Der Bewohner eines Hauses, das für den Bau von Stuttgart 21 weichen muss, ist mit einem Eilantrag vor dem Verwaltungsgerichtshof (VGH) in Mannheim gescheitert. Die Bahn braucht das Grundstück, um eine Baustelle einzurichten. Ein gültiger Planfeststellungsbeschluss aus dem Jahr 2005 berechtigt das Unternehmen dazu. Der Kläger hatte den Beschluss schon damals beim VGH angefochten und war gescheitert.

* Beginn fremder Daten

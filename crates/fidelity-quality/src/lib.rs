//! Adaptive quality grading of histogram moment conservation
//!
//! This crate ties the lower layers together:
//!
//! - [`AdaptiveWeightEngine`] picks the moment weights from the analysis
//!   context, the detected shape and an optional objective
//! - [`ThresholdRegistry`] owns the tiered error ceilings
//! - [`QualityEvaluator`] grades one histogram of a sample
//! - [`BinningOptimizer`] searches binning configurations for the cheapest
//!   one that reaches a target tier
//!
//! # Example
//!
//! ```rust
//! use fidelity_histogram::{BinningConfig, HistogramBuilder};
//! use fidelity_quality::{EvaluationRequest, QualityEvaluator, ThresholdRegistry};
//!
//! let sample: Vec<f64> = (0..400).map(|i| (i as f64 * 0.37).sin() * 10.0 + 50.0).collect();
//! let histogram = BinningConfig::uniform(16).build(&sample).unwrap();
//!
//! let registry = ThresholdRegistry::default();
//! let result = QualityEvaluator::new(&registry)
//!     .evaluate(&sample, &histogram, &EvaluationRequest::new())
//!     .unwrap();
//! assert!(result.composite_score >= 0.0 && result.composite_score <= 1.0);
//! println!("{result}");
//! ```

pub mod evaluator;
pub mod optimizer;
pub mod result;
pub mod thresholds;
pub mod weights;

pub use evaluator::{EvaluationRequest, QualityEvaluator};
pub use optimizer::{
    Attempt, BinningOptimizer, HistogramFactory, OptimizationRequest, OptimizationResult,
    StandardBinning,
};
pub use result::{composite_score, score_band, QualityResult};
pub use thresholds::{
    ContextMultipliers, EntryConfig, MetricCeilings, RegistryKey, SampleSizeRequirements,
    ThresholdOverrides, ThresholdRegistry, ThresholdSet, ThresholdTables, TierCeilings,
};
pub use weights::{AdaptiveWeightEngine, WeightInfluence, WeightSignal, WeightTables};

Dieses Mal stellte der Anwohner die Finanzierung und die Leistungsfähigkeit des Bahnprojekts in Frage und forderte das Eisenbahnbundesamt auf, den Beschluss aufzuheben. Um einem Abriss des Hauses zuvorzukommen, hat er zugleich einen Eilantrag beim VGH eingereicht. Diesen wies das Gericht zurück. Die Argumentation: Man kann nicht über denselben Streitgegenstand zweimal entscheiden, zumal der Kläger keine neuen Argumente vortrage. Ein Gutachten, das beweisen sollte, dass Stuttgart 21 weniger leiste als der jetzige Bahnhof, genüge nicht "um die Rechtskraft des Urteils von 2005 zu überwinden", teilte der VGH mit.

Ob der Kläger nun, wie angekündigt, vor das Bundesverfassungsgericht zieht, bleibt unklar. Sein Anwalt wollte der SÜDWEST PRESSE nichts zu den weiteren Absichten sagen. Bahn-Projektsprecher Wolfgang Dietrich begrüßte den Entscheid. "Ich habe nichts anderes erwartet", sagte er.